INSTRUCTIONS TO FOLLOW → In the records below, find the line with "fn at(secs: i64)" and the line with "let r = reconciler.tick(at(299)).unwrap();"; return exactly those lines and every line between them.

DATA PROVIDED →
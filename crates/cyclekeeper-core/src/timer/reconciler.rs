//! Countdown reconciler.
//!
//! Every reading is recomputed from the armed cycle's `start_time` and the
//! current wall clock, never by decrementing a counter, so a countdown stays
//! correct across suspended processes, restarts and missed ticks.
//!
//! The reconciler emits [`Action::FinishActiveCycle`] at most once per armed
//! cycle. Re-arming against a different cycle (or disarming) resets that
//! latch, which is what keeps a stale reading from finishing a superseded
//! cycle.

use std::fmt;

use chrono::{DateTime, Utc};
use serde::Serialize;
use tracing::{debug, info};

use super::engine::Action;
use crate::cycle::{Cycle, CycleId};

/// Whole seconds between `start` and `now`, floored. Zero if `now` is
/// earlier than `start`.
pub fn elapsed_secs(start: DateTime<Utc>, now: DateTime<Utc>) -> u64 {
    u64::try_from((now - start).num_seconds()).unwrap_or(0)
}

/// A countdown reading for one cycle.
#[derive(Debug, Clone, Copy, PartialEq, Eq, Serialize)]
pub struct Countdown {
    pub elapsed_secs: u64,
    pub remaining_secs: u64,
    pub total_secs: u64,
}

impl Countdown {
    /// Compute the countdown of `cycle` as seen at `now`.
    pub fn compute(cycle: &Cycle, now: DateTime<Utc>) -> Self {
        Self::from_elapsed(elapsed_secs(cycle.start_time(), now), cycle.total_secs())
    }

    fn from_elapsed(elapsed_secs: u64, total_secs: u64) -> Self {
        Self {
            elapsed_secs,
            remaining_secs: total_secs.saturating_sub(elapsed_secs),
            total_secs,
        }
    }

    pub fn is_complete(&self) -> bool {
        self.elapsed_secs >= self.total_secs
    }

    /// Minutes part of the remaining time.
    pub fn minutes(&self) -> u64 {
        self.remaining_secs / 60
    }

    /// Seconds part of the remaining time.
    pub fn seconds(&self) -> u64 {
        self.remaining_secs % 60
    }

    /// 0.0 .. 1.0 progress through the cycle.
    pub fn progress(&self) -> f64 {
        if self.total_secs == 0 {
            return 1.0;
        }
        (self.elapsed_secs as f64 / self.total_secs as f64).min(1.0)
    }

    /// Window-title form: `MM:SS - task`.
    pub fn title(&self, task: &str) -> String {
        format!("{self} - {task}")
    }
}

impl fmt::Display for Countdown {
    fn fmt(&self, f: &mut fmt::Formatter<'_>) -> fmt::Result {
        write!(f, "{:02}:{:02}", self.minutes(), self.seconds())
    }
}

/// Result of one reconciler tick.
#[derive(Debug, Clone, PartialEq, Eq)]
pub struct Reading {
    pub cycle_id: CycleId,
    pub countdown: Countdown,
    /// `Some(FinishActiveCycle)` on the first tick that observes completion.
    pub finish: Option<Action>,
}

#[derive(Debug, Clone, PartialEq, Eq)]
struct Armed {
    cycle_id: CycleId,
    start_time: DateTime<Utc>,
    total_secs: u64,
    last_elapsed_secs: u64,
    finish_emitted: bool,
}

/// Tracks the cycle the countdown is armed against.
#[derive(Debug, Default)]
pub struct Reconciler {
    armed: Option<Armed>,
    /// Bumped on every arm/disarm that changes the armed cycle.
    generation: u64,
}

impl Reconciler {
    pub fn new() -> Self {
        Self::default()
    }

    /// Arm against `cycle`, or disarm when it is `None` or terminal.
    ///
    /// Returns `true` if the armed cycle changed. Arming against the cycle
    /// that is already armed keeps its state, including the finish latch.
    pub fn arm(&mut self, cycle: Option<&Cycle>) -> bool {
        let Some(cycle) = cycle.filter(|c| c.is_active()) else {
            return self.disarm();
        };
        if self.armed_cycle_id() == Some(cycle.id()) {
            return false;
        }

        self.generation += 1;
        info!(cycle_id = %cycle.id(), generation = self.generation, "countdown armed");
        self.armed = Some(Armed {
            cycle_id: cycle.id().clone(),
            start_time: cycle.start_time(),
            total_secs: cycle.total_secs(),
            last_elapsed_secs: 0,
            finish_emitted: false,
        });
        true
    }

    /// Drop the armed cycle. Returns `true` if something was armed.
    pub fn disarm(&mut self) -> bool {
        match self.armed.take() {
            Some(armed) => {
                self.generation += 1;
                info!(
                    cycle_id = %armed.cycle_id,
                    generation = self.generation,
                    "countdown disarmed"
                );
                true
            }
            None => false,
        }
    }

    pub fn is_armed(&self) -> bool {
        self.armed.is_some()
    }

    pub fn armed_cycle_id(&self) -> Option<&CycleId> {
        self.armed.as_ref().map(|a| &a.cycle_id)
    }

    pub fn generation(&self) -> u64 {
        self.generation
    }

    /// Recompute the countdown at `now`.
    ///
    /// Elapsed time never goes backwards for one armed cycle: a clock that
    /// steps back reports the last observed value.
    pub fn tick(&mut self, now: DateTime<Utc>) -> Option<Reading> {
        let armed = self.armed.as_mut()?;
        let elapsed = elapsed_secs(armed.start_time, now).max(armed.last_elapsed_secs);
        armed.last_elapsed_secs = elapsed;

        let countdown = Countdown::from_elapsed(elapsed, armed.total_secs);
        let finish = if countdown.is_complete() && !armed.finish_emitted {
            armed.finish_emitted = true;
            debug!(cycle_id = %armed.cycle_id, elapsed, "countdown reached zero");
            Some(Action::FinishActiveCycle)
        } else {
            None
        };

        Some(Reading {
            cycle_id: armed.cycle_id.clone(),
            countdown,
            finish,
        })
    }
}

#[cfg(test)]
mod tests {
    use super::*;
    use crate::cycle::DurationBounds;
    use chrono::{Duration, TimeZone};

    fn t0() -> DateTime<Utc> {
        Utc.with_ymd_and_hms(2024, 3, 1, 9, 0, 0).unwrap()
    }

    fn cycle(id: &str, minutes: u32) -> Cycle {
        Cycle::new(id.into(), "X", minutes, t0(), DurationBounds::default()).unwrap()
    }

    fn at(secs: i64) -> DateTime<Utc> {
        t0() + Duration::seconds(secs)
    }

    #[test]
    fn elapsed_is_floored_and_clamped() {
        assert_eq!(elapsed_secs(t0(), t0() + Duration::milliseconds(1999)), 1);
        assert_eq!(elapsed_secs(t0(), t0() - Duration::seconds(10)), 0);
    }

    #[test]
    fn countdown_display() {
        let c = Countdown::compute(&cycle("a", 25), at(61));
        assert_eq!(c.remaining_secs, 1439);
        assert_eq!(c.to_string(), "23:59");
        assert_eq!(c.title("Write report"), "23:59 - Write report");
    }

    #[test]
    fn finishes_exactly_once_at_duration() {
        let cycle = cycle("a", 5);
        let mut reconciler = Reconciler::new();
        reconciler.arm(Some(&cycle));

        let r = reconciler.tick(at(299)).unwrap();
        assert_eq!(r.countdown.remaining_secs, 1);
        assert!(r.finish.is_none());

        let r = reconciler.tick(at(300)).unwrap();
        assert_eq!(r.countdown.remaining_secs, 0);
        assert_eq!(r.finish, Some(Action::FinishActiveCycle));

        // Same tick checked again, then a late tick.
        assert!(reconciler.tick(at(300)).unwrap().finish.is_none());
        assert!(reconciler.tick(at(301)).unwrap().finish.is_none());
    }

    #[test]
    fn missed_ticks_still_fire_once() {
        let cycle = cycle("a", 5);
        let mut reconciler = Reconciler::new();
        reconciler.arm(Some(&cycle));

        let r = reconciler.tick(at(301)).unwrap();
        assert_eq!(r.countdown.remaining_secs, 0);
        assert_eq!(r.finish, Some(Action::FinishActiveCycle));
        assert!(reconciler.tick(at(4000)).unwrap().finish.is_none());
    }

    #[test]
    fn restored_cycle_starts_from_wall_clock() {
        let cycle = cycle("a", 25);
        let mut reconciler = Reconciler::new();
        reconciler.arm(Some(&cycle));
        let r = reconciler.tick(at(60)).unwrap();
        assert_eq!(r.countdown.elapsed_secs, 60);
        assert_eq!(r.countdown.remaining_secs, 25 * 60 - 60);
    }

    #[test]
    fn elapsed_is_monotonic_when_clock_steps_back() {
        let cycle = cycle("a", 5);
        let mut reconciler = Reconciler::new();
        reconciler.arm(Some(&cycle));
        reconciler.tick(at(120));
        let r = reconciler.tick(at(100)).unwrap();
        assert_eq!(r.countdown.elapsed_secs, 120);
    }

    #[test]
    fn rearm_resets_latch_and_bumps_generation() {
        let first = cycle("a", 5);
        let second = cycle("b", 5);
        let mut reconciler = Reconciler::new();

        assert!(reconciler.arm(Some(&first)));
        assert_eq!(reconciler.generation(), 1);
        assert!(!reconciler.arm(Some(&first)));
        assert_eq!(reconciler.generation(), 1);
        assert!(reconciler.tick(at(300)).unwrap().finish.is_some());

        assert!(reconciler.arm(Some(&second)));
        assert_eq!(reconciler.generation(), 2);
        assert_eq!(reconciler.armed_cycle_id().map(|id| id.as_str()), Some("b"));
        assert!(reconciler.tick(at(300)).unwrap().finish.is_some());
    }

    #[test]
    fn terminal_or_missing_cycle_disarms() {
        let mut done = cycle("a", 5);
        done.mark_interrupted(at(10));
        let mut reconciler = Reconciler::new();
        reconciler.arm(Some(&cycle("b", 5)));

        assert!(reconciler.arm(Some(&done)));
        assert!(!reconciler.is_armed());
        assert!(reconciler.tick(at(400)).is_none());
        assert!(!reconciler.arm(None));
    }
}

EXERCISE SOLUTION →
    fn at(secs: i64) -> DateTime<Utc> {
        t0() + Duration::seconds(secs)
    }

    #[test]
    fn elapsed_is_floored_and_clamped() {
        assert_eq!(elapsed_secs(t0(), t0() + Duration::milliseconds(1999)), 1);
        assert_eq!(elapsed_secs(t0(), t0() - Duration::seconds(10)), 0);
    }

    #[test]
    fn countdown_display() {
        let c = Countdown::compute(&cycle("a", 25), at(61));
        assert_eq!(c.remaining_secs, 1439);
        assert_eq!(c.to_string(), "23:59");
        assert_eq!(c.title("Write report"), "23:59 - Write report");
    }

    #[test]
    fn finishes_exactly_once_at_duration() {
        let cycle = cycle("a", 5);
        let mut reconciler = Reconciler::new();
        reconciler.arm(Some(&cycle));

        let r = reconciler.tick(at(299)).unwrap();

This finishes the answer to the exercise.